## Records supplied:
--- START ---

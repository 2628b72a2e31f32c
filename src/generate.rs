//! HTML page generation.
//!
//! Stage 2 of the build. Reads `patterns.json` written by the fetch stage and
//! renders a single self-contained `index.html`: the pattern grid, inline CSS
//! and the inline lazy-image runtime.
//!
//! ## Output Structure
//!
//! ```text
//! dist/
//! └── index.html     # Grid page, or the error page if the fetch failed
//! ```
//!
//! ## CSS and JavaScript
//!
//! Static assets are embedded at compile time:
//! - `static/style.css`: layout and caption overlay
//! - `static/lazy-image.js`: observer-driven loading
//!
//! Colors, grid sizes and the layer opacity rules are generated from config
//! and prepended to the static stylesheet.
//!
//! ## HTML Generation
//!
//! Uses [maud](https://maud.lambda.xyz/) for compile-time HTML templating.

use crate::config::{self, SiteConfig};
use crate::grid::{self, GridCell};
use crate::lazy_image;
use crate::types::{PatternRecord, SearchResponse};
use maud::{DOCTYPE, Markup, PreEscaped, html};
use std::fs;
use std::path::{Path, PathBuf};
use thiserror::Error;

#[derive(Error, Debug)]
pub enum GenerateError {
    #[error("IO error: {0}")]
    Io(#[from] std::io::Error),
    #[error("JSON error: {0}")]
    Json(#[from] serde_json::Error),
}

const CSS_STATIC: &str = include_str!("../static/style.css");

/// What a generate run produced, for CLI output.
#[derive(Debug)]
pub struct GenerateSummary {
    pub index_path: PathBuf,
    pub cells: Vec<GridCell>,
    /// `(id, name)` of records skipped for lack of a photo.
    pub skipped: Vec<(u64, String)>,
}

/// Read the fetch stage's output.
pub fn load_patterns(path: &Path) -> Result<SearchResponse, GenerateError> {
    let content = fs::read_to_string(path)?;
    Ok(serde_json::from_str(&content)?)
}

/// Render `index.html` from a saved search response.
pub fn generate(
    patterns_path: &Path,
    output_dir: &Path,
    config: &SiteConfig,
) -> Result<GenerateSummary, GenerateError> {
    let response = load_patterns(patterns_path)?;
    generate_from_records(&response.patterns, output_dir, config)
}

pub fn generate_from_records(
    records: &[PatternRecord],
    output_dir: &Path,
    config: &SiteConfig,
) -> Result<GenerateSummary, GenerateError> {
    let cells = grid::build_cells(records, &config.grid);
    let skipped = grid::skipped_records(records)
        .into_iter()
        .map(|r| (r.id, r.name.clone()))
        .collect();

    let css = build_css(config);
    let page = render_grid_page(&cells, config, &css);

    fs::create_dir_all(output_dir)?;
    let index_path = output_dir.join("index.html");
    fs::write(&index_path, page.into_string())?;
    tracing::info!(cells = cells.len(), path = %index_path.display(), "wrote grid page");

    Ok(GenerateSummary {
        index_path,
        cells,
        skipped,
    })
}

/// Write the fallback page shown when the patterns could not be loaded.
pub fn write_error_page(
    output_dir: &Path,
    config: &SiteConfig,
    message: &str,
) -> Result<PathBuf, GenerateError> {
    let css = build_css(config);
    let page = render_error_page(message, config, &css);
    fs::create_dir_all(output_dir)?;
    let index_path = output_dir.join("index.html");
    fs::write(&index_path, page.into_string())?;
    tracing::warn!(path = %index_path.display(), "wrote error page");
    Ok(index_path)
}

/// Generated rules first, static stylesheet last.
pub fn build_css(config: &SiteConfig) -> String {
    format!(
        "{}\n\n{}\n\n{}\n{}",
        config::generate_theme_css(config),
        config::generate_grid_css(&config.grid),
        lazy_image::opacity_css(".pattern-cell"),
        CSS_STATIC
    )
}

// ============================================================================
// HTML Components
// ============================================================================

/// Renders the base HTML document structure
fn base_document(title: &str, css: &str, content: Markup) -> Markup {
    html! {
        (DOCTYPE)
        html lang="en" {
            head {
                meta charset="UTF-8";
                meta name="viewport" content="width=device-width, initial-scale=1.0";
                title { (title) }
                style { (PreEscaped(css)) }
            }
            body {
                (content)
            }
        }
    }
}

// ============================================================================
// Page Renderers
// ============================================================================

fn render_grid_page(cells: &[GridCell], config: &SiteConfig, css: &str) -> Markup {
    let content = html! {
        (grid::render_grid(cells, &config.lazy_image))
        script { (PreEscaped(lazy_image::RUNTIME_JS)) }
    };
    base_document(&config.grid.title, css, content)
}

fn render_error_page(message: &str, config: &SiteConfig, css: &str) -> Markup {
    let content = html! {
        main.error-page {
            h1 { "Patterns unavailable" }
            p { "The pattern catalog could not be loaded." }
            pre { (message) }
        }
    };
    base_document(&config.grid.title, css, content)
}

// ============================================================================
// Tests
// ============================================================================

#[cfg(test)]
mod tests {
    use super::*;
    use crate::types::Photo;
    use tempfile::TempDir;

    fn records() -> Vec<PatternRecord> {
        vec![
            PatternRecord {
                id: 1,
                name: "Flax".into(),
                permalink: "flax".into(),
                first_photo: Some(Photo {
                    medium2_url: Some("https://x/full.jpg".into()),
                    small_url: Some("https://x/thumb.jpg".into()),
                    caption: Some("Front".into()),
                }),
                ..Default::default()
            },
            PatternRecord {
                id: 2,
                name: "No Photo".into(),
                ..Default::default()
            },
        ]
    }

    #[test]
    fn base_document_includes_doctype() {
        let doc = base_document("Test", "body {}", html! { p { "x" } }).into_string();
        assert!(doc.starts_with("<!DOCTYPE html>"));
        assert!(doc.contains("<title>Test</title>"));
    }

    #[test]
    fn css_contains_generated_and_static_rules() {
        let css = build_css(&SiteConfig::default());
        assert!(css.contains("--color-bg"));
        assert!(css.contains("data-state=\"loaded\""));
        assert!(css.contains(".pattern-cell {"));
    }

    #[test]
    fn css_is_not_escaped_in_style_tag() {
        let css = build_css(&SiteConfig::default());
        let doc = base_document("T", &css, html! {}).into_string();
        assert!(doc.contains(".lazy-image[data-state=\"loaded\"]"));
    }

    #[test]
    fn generate_writes_index_with_runtime() {
        let tmp = TempDir::new().unwrap();
        let summary =
            generate_from_records(&records(), tmp.path(), &SiteConfig::default()).unwrap();

        assert_eq!(summary.cells.len(), 1);
        assert_eq!(summary.skipped, vec![(2, "No Photo".to_string())]);

        let html = fs::read_to_string(&summary.index_path).unwrap();
        assert!(html.contains("IntersectionObserver"));
        assert!(html.contains(r#"data-src="https://x/full.jpg""#));
        assert!(!html.contains("No Photo"));
    }

    #[test]
    fn generate_reads_patterns_file() {
        let tmp = TempDir::new().unwrap();
        let patterns = tmp.path().join("patterns.json");
        let response = SearchResponse {
            patterns: records(),
        };
        fs::write(&patterns, serde_json::to_string(&response).unwrap()).unwrap();

        let out = tmp.path().join("dist");
        let summary = generate(&patterns, &out, &SiteConfig::default()).unwrap();
        assert!(summary.index_path.exists());
    }

    #[test]
    fn generate_missing_patterns_file_is_io_error() {
        let tmp = TempDir::new().unwrap();
        let result = generate(
            &tmp.path().join("missing.json"),
            tmp.path(),
            &SiteConfig::default(),
        );
        assert!(matches!(result, Err(GenerateError::Io(_))));
    }

    #[test]
    fn error_page_shows_message_escaped() {
        let tmp = TempDir::new().unwrap();
        let path = write_error_page(
            tmp.path(),
            &SiteConfig::default(),
            "Failed to fetch data: API responded 500 <Internal>",
        )
        .unwrap();
        let html = fs::read_to_string(path).unwrap();
        assert!(html.contains("Patterns unavailable"));
        assert!(html.contains("&lt;Internal&gt;"));
        assert!(!html.contains("IntersectionObserver"));
    }
}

--- END ---

## Your task:
Output all preceding records character for character.

## Solution for this problem:
repository 2628b72a2e31f32c
filename src/generate.rs
//! HTML page generation.
//!
//! Stage 2 of the build. Reads `patterns.json` written by the fetch stage and
//! renders a single self-contained `index.html`: the pattern grid, inline CSS
//! and the inline lazy-image runtime.
//!
//! ## Output Structure
//!
//! ```text
//! dist/
//! └── index.html     # Grid page, or the error page if the fetch failed
//! ```
//!
//! ## CSS and JavaScript
//!
//! Static assets are embedded at compile time:
//! - `static/style.css`: layout and caption overlay
//! - `static/lazy-image.js`: observer-driven loading
//!
//! Colors, grid sizes and the layer opacity rules are generated from config
//! and prepended to the static stylesheet.
//!
//! ## HTML Generation
//!
//! Uses [maud](https://maud.lambda.xyz/) for compile-time HTML templating.

use crate::config::{self, SiteConfig};
use crate::grid::{self, GridCell};
use crate::lazy_image;
use crate::types::{PatternRecord, SearchResponse};
use maud::{DOCTYPE, Markup, PreEscaped, html};
use std::fs;
use std::path::{Path, PathBuf};
use thiserror::Error;

#[derive(Error, Debug)]
pub enum GenerateError {
    #[error("IO error: {0}")]
    Io(#[from] std::io::Error),
    #[error("JSON error: {0}")]
    Json(#[from] serde_json::Error),
}

const CSS_STATIC: &str = include_str!("../static/style.css");

/// What a generate run produced, for CLI output.
#[derive(Debug)]
pub struct GenerateSummary {
    pub index_path: PathBuf,
    pub cells: Vec<GridCell>,
    /// `(id, name)` of records skipped for lack of a photo.
    pub skipped: Vec<(u64, String)>,
}

/// Read the fetch stage's output.
pub fn load_patterns(path: &Path) -> Result<SearchResponse, GenerateError> {
    let content = fs::read_to_string(path)?;
    Ok(serde_json::from_str(&content)?)
}

/// Render `index.html` from a saved search response.
pub fn generate(
    patterns_path: &Path,
    output_dir: &Path,
    config: &SiteConfig,
) -> Result<GenerateSummary, GenerateError> {
    let response = load_patterns(patterns_path)?;
    generate_from_records(&response.patterns, output_dir, config)
}

pub fn generate_from_records(
    records: &[PatternRecord],
    output_dir: &Path,
    config: &SiteConfig,
) -> Result<GenerateSummary, GenerateError> {
    let cells = grid::build_cells(records, &config.grid);
    let skipped = grid::skipped_records(records)
        .into_iter()
        .map(|r| (r.id, r.name.clone()))
        .collect();

    let css = build_css(config);
    let page = render_grid_page(&cells, config, &css);

    fs::create_dir_all(output_dir)?;
    let index_path = output_dir.join("index.html");
    fs::write(&index_path, page.into_string())?;
    tracing::info!(cells = cells.len(), path = %index_path.display(), "wrote grid page");

    Ok(GenerateSummary {
        index_path,
        cells,
        skipped,
    })
}

/// Write the fallback page shown when the patterns could not be loaded.
pub fn write_error_page(
    output_dir: &Path,
    config: &SiteConfig,
    message: &str,
) -> Result<PathBuf, GenerateError> {
    let css = build_css(config);
    let page = render_error_page(message, config, &css);
    fs::create_dir_all(output_dir)?;
    let index_path = output_dir.join("index.html");
    fs::write(&index_path, page.into_string())?;
    tracing::warn!(path = %index_path.display(), "wrote error page");
    Ok(index_path)
}

/// Generated rules first, static stylesheet last.
pub fn build_css(config: &SiteConfig) -> String {
    format!(
        "{}\n\n{}\n\n{}\n{}",
        config::generate_theme_css(config),
        config::generate_grid_css(&config.grid),
        lazy_image::opacity_css(".pattern-cell"),
        CSS_STATIC
    )
}

// ============================================================================
// HTML Components
// ============================================================================

/// Renders the base HTML document structure
fn base_document(title: &str, css: &str, content: Markup) -> Markup {
    html! {
        (DOCTYPE)
        html lang="en" {
            head {
                meta charset="UTF-8";
                meta name="viewport" content="width=device-width, initial-scale=1.0";
                title { (title) }
                style { (PreEscaped(css)) }
            }
            body {
                (content)
            }
        }
    }
}

// ============================================================================
// Page Renderers
// ============================================================================

fn render_grid_page(cells: &[GridCell], config: &SiteConfig, css: &str) -> Markup {
    let content = html! {
        (grid::render_grid(cells, &config.lazy_image))
        script { (PreEscaped(lazy_image::RUNTIME_JS)) }
    };
    base_document(&config.grid.title, css, content)
}

fn render_error_page(message: &str, config: &SiteConfig, css: &str) -> Markup {
    let content = html! {
        main.error-page {
            h1 { "Patterns unavailable" }
            p { "The pattern catalog could not be loaded." }
            pre { (message) }
        }
    };
    base_document(&config.grid.title, css, content)
}

// ============================================================================
// Tests
// ============================================================================

#[cfg(test)]
mod tests {
    use super::*;
    use crate::types::Photo;
    use tempfile::TempDir;

    fn records() -> Vec<PatternRecord> {
        vec![
            PatternRecord {
                id: 1,
                name: "Flax".into(),
                permalink: "flax".into(),
                first_photo: Some(Photo {
                    medium2_url: Some("https://x/full.jpg".into()),
                    small_url: Some("https://x/thumb.jpg".into()),
                    caption: Some("Front".into()),
                }),
                ..Default::default()
            },
            PatternRecord {
                id: 2,
                name: "No Photo".into(),
                ..Default::default()
            },
        ]
    }

    #[test]
    fn base_document_includes_doctype() {
        let doc = base_document("Test", "body {}", html! { p { "x" } }).into_string();
        assert!(doc.starts_with("<!DOCTYPE html>"));
        assert!(doc.contains("<title>Test</title>"));
    }

    #[test]
    fn css_contains_generated_and_static_rules() {
        let css = build_css(&SiteConfig::default());
        assert!(css.contains("--color-bg"));
        assert!(css.contains("data-state=\"loaded\""));
        assert!(css.contains(".pattern-cell {"));
    }

    #[test]
    fn css_is_not_escaped_in_style_tag() {
        let css = build_css(&SiteConfig::default());
        let doc = base_document("T", &css, html! {}).into_string();
        assert!(doc.contains(".lazy-image[data-state=\"loaded\"]"));
    }

    #[test]
    fn generate_writes_index_with_runtime() {
        let tmp = TempDir::new().unwrap();
        let summary =
            generate_from_records(&records(), tmp.path(), &SiteConfig::default()).unwrap();

        assert_eq!(summary.cells.len(), 1);
        assert_eq!(summary.skipped, vec![(2, "No Photo".to_string())]);

        let html = fs::read_to_string(&summary.index_path).unwrap();
        assert!(html.contains("IntersectionObserver"));
        assert!(html.contains(r#"data-src="https://x/full.jpg""#));
        assert!(!html.contains("No Photo"));
    }

    #[test]
    fn generate_reads_patterns_file() {
        let tmp = TempDir::new().unwrap();
        let patterns = tmp.path().join("patterns.json");
        let response = SearchResponse {
            patterns: records(),
        };
        fs::write(&patterns, serde_json::to_string(&response).unwrap()).unwrap();

        let out = tmp.path().join("dist");
        let summary = generate(&patterns, &out, &SiteConfig::default()).unwrap();
        assert!(summary.index_path.exists());
    }

    #[test]
    fn generate_missing_patterns_file_is_io_error() {
        let tmp = TempDir::new().unwrap();
        let result = generate(
            &tmp.path().join("missing.json"),
            tmp.path(),
            &SiteConfig::default(),
        );
        assert!(matches!(result, Err(GenerateError::Io(_))));
    }

    #[test]
    fn error_page_shows_message_escaped() {
        let tmp = TempDir::new().unwrap();
        let path = write_error_page(
            tmp.path(),
            &SiteConfig::default(),
            "Failed to fetch data: API responded 500 <Internal>",
        )
        .unwrap();
        let html = fs::read_to_string(path).unwrap();
        assert!(html.contains("Patterns unavailable"));
        assert!(html.contains("&lt;Internal&gt;"));
        assert!(!html.contains("IntersectionObserver"));
    }
}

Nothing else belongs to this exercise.